You ask someone to describe their family and they’ll probably talk about their mother, father and siblings. Maybe they will also describe their cousins if they are very close to them.
But when I asked Eman* to tell me about her family, she replied, “it has always been her [Eman’s late mother] and my younger brother, Ahmed.”
“Now it includes my mother’s twin (my aunt) and my maternal uncle, his wife and two daughters (he doesn’t have sons).” But she made no mention of her father. In fact, she made no mention of anyone from her paternal side of the family.
Eman has lived nearly her entire life with her late mother and younger brother. Her father actually has two wives and spends most of his time with his other wife and children.
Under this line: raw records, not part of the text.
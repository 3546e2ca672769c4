// ============================================================================
// TICKET TYPE FORM - Alta/edición de tipos de entrada
// ============================================================================

use crate::models::{TicketType, TicketTypePayload};
use crate::viewmodels::validation::ValidationError;

pub const TICKET_TYPES_LOAD_FAILED: &str = "Error al cargar los tipos de entrada";
pub const TICKET_TYPE_SAVE_FAILED: &str = "Error al guardar el tipo de entrada";
pub const TICKET_TYPE_DELETE_FAILED: &str = "Error al eliminar el tipo de entrada";

#[derive(Debug, Clone, PartialEq, Default)]
pub struct TicketTypeForm {
    /// `Some` cuando se edita un tipo existente
    pub editing: Option<i64>,
    pub tipo: String,
    pub descripcion: String,
    pub precio: String,
    pub stock: String,
    pub requiere_nominacion: bool,
}

impl TicketTypeForm {
    pub fn from_ticket_type(ticket_type: &TicketType) -> Self {
        Self {
            editing: Some(ticket_type.id_tipo_entrada),
            tipo: ticket_type.tipo.clone(),
            descripcion: ticket_type.descripcion.clone().unwrap_or_default(),
            precio: format!("{:.2}", ticket_type.precio),
            stock: ticket_type.stock.to_string(),
            requiere_nominacion: ticket_type.requiere_nominacion,
        }
    }

    /// El id de festival solo viaja al crear
    pub fn to_payload(&self, id_festival: i64) -> Result<TicketTypePayload, ValidationError> {
        let tipo = self.tipo.trim();
        let precio = self.precio.trim().replace(',', ".");
        let stock = self.stock.trim();
        if tipo.is_empty() || precio.is_empty() || stock.is_empty() {
            return Err(ValidationError::TicketTypeIncomplete);
        }

        let precio: f64 = match precio.parse::<f64>() {
            Ok(value) if value.is_finite() && value >= 0.0 => value,
            _ => return Err(ValidationError::InvalidPrice),
        };
        let stock: u32 = stock.parse().map_err(|_| ValidationError::InvalidStock)?;

        Ok(TicketTypePayload {
            tipo: tipo.to_string(),
            descripcion: self.descripcion.trim().to_string(),
            precio: format!("{:.2}", precio),
            stock,
            requiere_nominacion: self.requiere_nominacion,
            id_festival: match self.editing {
                Some(_) => None,
                None => Some(id_festival),
            },
        })
    }
}

pub fn delete_confirmation(ticket_type: &TicketType) -> String {
    format!(
        "¿Estás seguro de que quieres eliminar el tipo de entrada \"{}\"?",
        ticket_type.tipo
    )
}

#[cfg(test)]
mod tests {
    use super::*;

    fn form(tipo: &str, precio: &str, stock: &str) -> TicketTypeForm {
        TicketTypeForm {
            tipo: tipo.into(),
            precio: precio.into(),
            stock: stock.into(),
            ..TicketTypeForm::default()
        }
    }

    #[test]
    fn new_type_carries_festival_and_fixed_price() {
        let payload = form(" VIP ", "45,5", "100").to_payload(7).unwrap();
        assert_eq!(payload.tipo, "VIP");
        assert_eq!(payload.precio, "45.50");
        assert_eq!(payload.stock, 100);
        assert_eq!(payload.id_festival, Some(7));
    }

    #[test]
    fn edited_type_omits_festival() {
        let mut edit = form("General", "0", "0");
        edit.editing = Some(3);
        let body = serde_json::to_value(edit.to_payload(7).unwrap()).unwrap();
        assert!(body.get("idFestival").is_none());
        assert_eq!(body["precio"], "0.00");
    }

    #[test]
    fn invalid_inputs_are_rejected() {
        assert_eq!(form("", "10", "5").to_payload(1), Err(ValidationError::TicketTypeIncomplete));
        assert_eq!(form("VIP", "-1", "5").to_payload(1), Err(ValidationError::InvalidPrice));
        assert_eq!(form("VIP", "abc", "5").to_payload(1), Err(ValidationError::InvalidPrice));
        assert_eq!(form("VIP", "10", "-2").to_payload(1), Err(ValidationError::InvalidStock));
        assert_eq!(form("VIP", "10", "2.5").to_payload(1), Err(ValidationError::InvalidStock));
    }

    #[test]
    fn editing_prefills_from_backend_row() {
        let ticket_type = TicketType {
            id_tipo_entrada: 3,
            tipo: "VIP".into(),
            descripcion: None,
            precio: 45.5,
            stock: 10,
            requiere_nominacion: true,
        };
        let prefilled = TicketTypeForm::from_ticket_type(&ticket_type);
        assert_eq!(prefilled.editing, Some(3));
        assert_eq!(prefilled.precio, "45.50");
        assert!(delete_confirmation(&ticket_type).contains("\"VIP\""));
    }
}
// ============================================================================
// REPORT VIEWMODEL - Informes por festival (compras, asistentes, pulseras)
// ============================================================================
// Las filas llegan tipadas y se aplanan a `Table` con cabeceras legibles.
// ============================================================================

use crate::models::decimal::format_euros;
use crate::models::{Attendee, Bracelet, Purchase, Role};
use crate::utils::format::format_date;
use crate::viewmodels::listing_viewmodel::Table;

pub const SELECT_FESTIVAL: &str = "Selecciona un festival para generar un reporte.";
pub const EMPTY_REPORT: &str = "No hay datos para este reporte y festival.";
pub const REPORT_LOAD_FAILED: &str = "Error al cargar el reporte";

#[derive(Debug, Clone, Copy, PartialEq, Eq, Default)]
pub enum ReportKind {
    #[default]
    Compras,
    Asistentes,
    Pulseras,
}

impl ReportKind {
    pub const ALL: [ReportKind; 3] = [ReportKind::Compras, ReportKind::Asistentes, ReportKind::Pulseras];

    pub fn as_str(&self) -> &'static str {
        match self {
            ReportKind::Compras => "compras",
            ReportKind::Asistentes => "asistentes",
            ReportKind::Pulseras => "pulseras",
        }
    }

    /// Desconocido => compras
    pub fn parse(raw: &str) -> ReportKind {
        Self::ALL
            .into_iter()
            .find(|kind| kind.as_str() == raw)
            .unwrap_or_default()
    }

    pub fn label(&self) -> &'static str {
        match self {
            ReportKind::Compras => "Compras",
            ReportKind::Asistentes => "Asistentes",
            ReportKind::Pulseras => "Pulseras NFC",
        }
    }

    /// El admin lee las pulseras del endpoint de administración
    pub fn endpoint(&self, role: Role, id_festival: i64) -> String {
        match (self, role) {
            (ReportKind::Pulseras, Role::Admin) => {
                format!("/admin/festivales/{}/pulseras-nfc", id_festival)
            }
            (kind, _) => format!("/promotor/festivales/{}/{}", id_festival, kind.as_str()),
        }
    }
}

/// Festivales que ofrece el selector, según quién pide el informe
pub fn festival_source(role: Role) -> &'static str {
    match role {
        Role::Promotor => "/promotor/festivales",
        _ => "/admin/festivales",
    }
}

fn header(columns: &[&str]) -> Vec<String> {
    columns.iter().map(|c| c.to_string()).collect()
}

fn or_na(value: &Option<String>) -> String {
    value
        .as_deref()
        .filter(|v| !v.is_empty())
        .unwrap_or("N/A")
        .to_string()
}

pub fn purchases_table(rows: &[Purchase]) -> Table {
    Table {
        columns: header(&["ID compra", "Comprador", "Email", "Total", "Entradas", "Fecha"]),
        rows: rows
            .iter()
            .map(|p| {
                vec![
                    p.id_compra.to_string(),
                    or_na(&p.nombre_comprador),
                    or_na(&p.email_comprador),
                    format_euros(p.total),
                    p.resumen_entradas.join(", "),
                    p.fecha_compra.as_deref().map(format_date).unwrap_or_default(),
                ]
            })
            .collect(),
    }
}

pub fn attendees_table(rows: &[Attendee]) -> Table {
    Table {
        columns: header(&["ID", "Nombre", "Email", "Teléfono"]),
        rows: rows
            .iter()
            .map(|a| {
                vec![
                    a.id_asistente.to_string(),
                    a.nombre.clone(),
                    a.email.clone(),
                    or_na(&a.telefono),
                ]
            })
            .collect(),
    }
}

pub fn bracelets_table(rows: &[Bracelet]) -> Table {
    Table {
        columns: header(&["UID", "Saldo", "Entrada", "Asistente", "Email", "Estado"]),
        rows: rows
            .iter()
            .map(|b| {
                vec![
                    b.codigo_uid.clone(),
                    format_euros(b.saldo),
                    or_na(&b.qr_entrada),
                    or_na(&b.nombre_asistente),
                    or_na(&b.email_asistente),
                    if b.activa { "Activa" } else { "Inactiva" }.to_string(),
                ]
            })
            .collect(),
    }
}

#[cfg(test)]
mod tests {
    use super::*;

    #[test]
    fn unknown_report_defaults_to_purchases() {
        assert_eq!(ReportKind::parse("asistentes"), ReportKind::Asistentes);
        assert_eq!(ReportKind::parse("facturas"), ReportKind::Compras);
    }

    #[test]
    fn admin_reads_bracelets_from_admin_endpoint() {
        assert_eq!(ReportKind::Compras.endpoint(Role::Admin, 3), "/promotor/festivales/3/compras");
        assert_eq!(ReportKind::Pulseras.endpoint(Role::Admin, 3), "/admin/festivales/3/pulseras-nfc");
        assert_eq!(ReportKind::Pulseras.endpoint(Role::Promotor, 3), "/promotor/festivales/3/pulseras");
        assert_eq!(festival_source(Role::Admin), "/admin/festivales");
    }

    #[test]
    fn purchase_rows_are_formatted() {
        let purchase: Purchase = serde_json::from_value(serde_json::json!({
            "idCompra": 12,
            "nombreComprador": "Ana",
            "emailComprador": "ana@example.com",
            "total": "90",
            "resumenEntradas": ["2x General", "1x VIP"],
            "fechaCompra": null
        }))
        .unwrap();
        let table = purchases_table(&[purchase]);
        assert_eq!(table.columns.len(), table.rows[0].len());
        assert_eq!(table.rows[0][3], "90.00 €");
        assert_eq!(table.rows[0][4], "2x General, 1x VIP");
    }

    #[test]
    fn missing_phone_shows_na() {
        let attendee = Attendee {
            id_asistente: 1,
            nombre: "Luis".into(),
            email: "luis@example.com".into(),
            telefono: None,
        };
        assert_eq!(attendees_table(&[attendee]).rows[0][3], "N/A");
        assert!(bracelets_table(&[]).is_empty());
    }
}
And she has never felt comfortable being around her dad’s family.
She grew up knowing of them, rather than knowing who they are. The first time she met them was when Eman was 12 years old and only sporadically after that.
Her father, the one who connected the two families together, only came into “the picture” after Eman’s mother was diagnosed with a serious illness at the age of 15. He was not the kindest of husbands to Eman’s mother which Eman disliked him for.
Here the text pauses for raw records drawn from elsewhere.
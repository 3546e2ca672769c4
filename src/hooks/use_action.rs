// ============================================================================
// USE ACTION - Acciones de gestión contra el API (cancelar, publicar...)
// ============================================================================
// Pone el token de la sesión, marca `busy`, muestra el resultado y avisa para
// recargar. Un 401 pasa por `report_api_error` y cierra la sesión.
// ============================================================================

use std::future::Future;

use yew::prelude::*;

use crate::hooks::session_context::{use_session, SessionHandle};
use crate::hooks::use_mounted::{use_mounted, MountedFlag};
use crate::hooks::use_route::navigate;
use crate::services::api_client::ApiError;
use crate::state::routes::Route;

#[derive(Clone)]
pub struct ActionRunner {
    session: SessionHandle,
    busy: UseStateHandle<bool>,
    mounted: MountedFlag,
    on_error: Callback<String>,
    on_success: Callback<String>,
    on_done: Callback<()>,
}

impl ActionRunner {
    pub fn is_busy(&self) -> bool {
        *self.busy
    }

    /// `action` recibe el token. Si va bien se muestra `success` y se
    /// emite `on_done`; si no, el mensaje del backend o `fallback`.
    pub fn run<F, Fut>(&self, fallback: &'static str, success: String, action: F)
    where
        F: FnOnce(String) -> Fut + 'static,
        Fut: Future<Output = Result<(), ApiError>> + 'static,
    {
        let Some(token) = self.session.credential().map(str::to_string) else {
            navigate(&Route::Login);
            return;
        };

        let runner = self.clone();
        runner.busy.set(true);
        wasm_bindgen_futures::spawn_local(async move {
            let result = action(token).await;
            if !runner.mounted.is_mounted() {
                return;
            }
            runner.busy.set(false);
            match result {
                Ok(()) => {
                    log::info!("✅ [ACTION] {}", success);
                    runner.on_success.emit(success);
                    runner.on_done.emit(());
                }
                Err(e) => {
                    log::error!("❌ [ACTION] {}: {}", fallback, e);
                    runner.on_error.emit(runner.session.report_api_error(&e, fallback));
                }
            }
        });
    }
}

#[hook]
pub fn use_action(
    on_error: Callback<String>,
    on_success: Callback<String>,
    on_done: Callback<()>,
) -> ActionRunner {
    let session = use_session();
    let busy = use_state(|| false);
    let mounted = use_mounted();

    ActionRunner {
        session,
        busy,
        mounted,
        on_error,
        on_success,
        on_done,
    }
}
// ============================================================================
// LISTING VIEW - Tabla de solo lectura para las rutas de consulta
// ============================================================================

use yew::prelude::*;

use crate::components::alert::Alert;
use crate::components::data_table::{DataTable, FestivalHeader};
use crate::components::header::AppHeader;
use crate::hooks::session_context::use_session;
use crate::hooks::use_flash::use_flash;
use crate::hooks::use_latest_request::use_latest_request;
use crate::models::Festival;
use crate::services::festival_service;
use crate::state::routes::Route;
use crate::viewmodels::listing_viewmodel::{ListingSpec, Table};

const LOAD_FAILED: &str = "Error al cargar los datos";

#[derive(Properties, PartialEq)]
pub struct ListingViewProps {
    pub spec: ListingSpec,
}

#[function_component(ListingView)]
pub fn listing_view(props: &ListingViewProps) -> Html {
    let session = use_session();
    let flash = use_flash();
    let latest = use_latest_request();
    let table = use_state(|| None::<Table>);
    let festival = use_state(|| None::<Festival>);

    {
        let session = session.clone();
        let table = table.clone();
        let festival = festival.clone();
        let show_error = flash.show.clone();
        let token = session.credential().map(str::to_string);
        use_effect_with((props.spec.clone(), token), move |(spec, token)| {
            // La vista se reutiliza entre rutas: nada de la anterior sobrevive
            table.set(None);
            festival.set(None);
            let request = latest.begin();

            if let Some(token) = token.clone() {
                let spec = spec.clone();
                wasm_bindgen_futures::spawn_local(async move {
                    if let Some(id_festival) = spec.festival_header {
                        let loaded = festival_service::fetch_festival(&token, id_festival).await;
                        if !request.is_current() {
                            return;
                        }
                        match loaded {
                            Ok(loaded) => festival.set(Some(loaded)),
                            Err(e) => log::warn!("⚠️ [LISTING] Sin cabecera de festival {}: {}", id_festival, e),
                        }
                    }

                    let result = festival_service::fetch_listing(&token, &spec.endpoint).await;
                    if !request.is_current() {
                        log::debug!("📋 [LISTING] Respuesta descartada de {}", spec.endpoint);
                        return;
                    }
                    match result {
                        Ok(value) => {
                            let loaded = Table::from_json(&value);
                            log::info!("📋 [LISTING] {}: {} filas", spec.endpoint, loaded.rows.len());
                            table.set(Some(loaded));
                        }
                        Err(e) => {
                            show_error.emit(session.report_api_error(&e, LOAD_FAILED));
                            table.set(Some(Table::default()));
                        }
                    }
                });
            }
            || ()
        });
    }

    html! {
        <div class="listing-page">
            <AppHeader title={props.spec.title.clone()} />
            <a class="btn-link" href={format!("#{}", props.spec.back.path())}>{"← Volver"}</a>
            <Alert message={flash.message.clone()} />
            if let Some(loaded) = (*festival).clone() {
                <FestivalHeader festival={loaded} />
            }
            if let Some(loaded) = (*table).clone() {
                <DataTable table={loaded} />
            } else {
                <p class="loading">{"Cargando..."}</p>
            }
        </div>
    }
}

/// Listado para una ruta de consulta, o nada si la ruta no tiene listado
pub fn listing_for(route: &Route) -> Option<Html> {
    ListingSpec::for_route(route).map(|spec| html! { <ListingView {spec} /> })
}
Often there is an instinctive reaction from society that says Eman should make the effort to have a relationship with him because he’s her father, but often times this reaction is a baseless and uncritical definition of what a family is.
Essentially, families are people who raise you, live with you, people you grow up with and people you stand by. And Eman’s father fails to meet all of these conditions.
“I remember as a child, I had friends talking a lot about their paternal uncles and aunts, but I never really cared for it,” Eman told me about her childhood.
“I understood that while some families have two parents, I have one. While some families had their fathers married to one wife, mine had two. And while some families only had full siblings, I had half. I knew I was different from a young age and I accepted it from a young age, too.”
And like the instinctive reaction from society that expects people to make an effort in building family relationships, there’s also a belief that single-parent households are “missing” something. People see these homes as “broken”, but the reality is, sometimes, very far from that idea.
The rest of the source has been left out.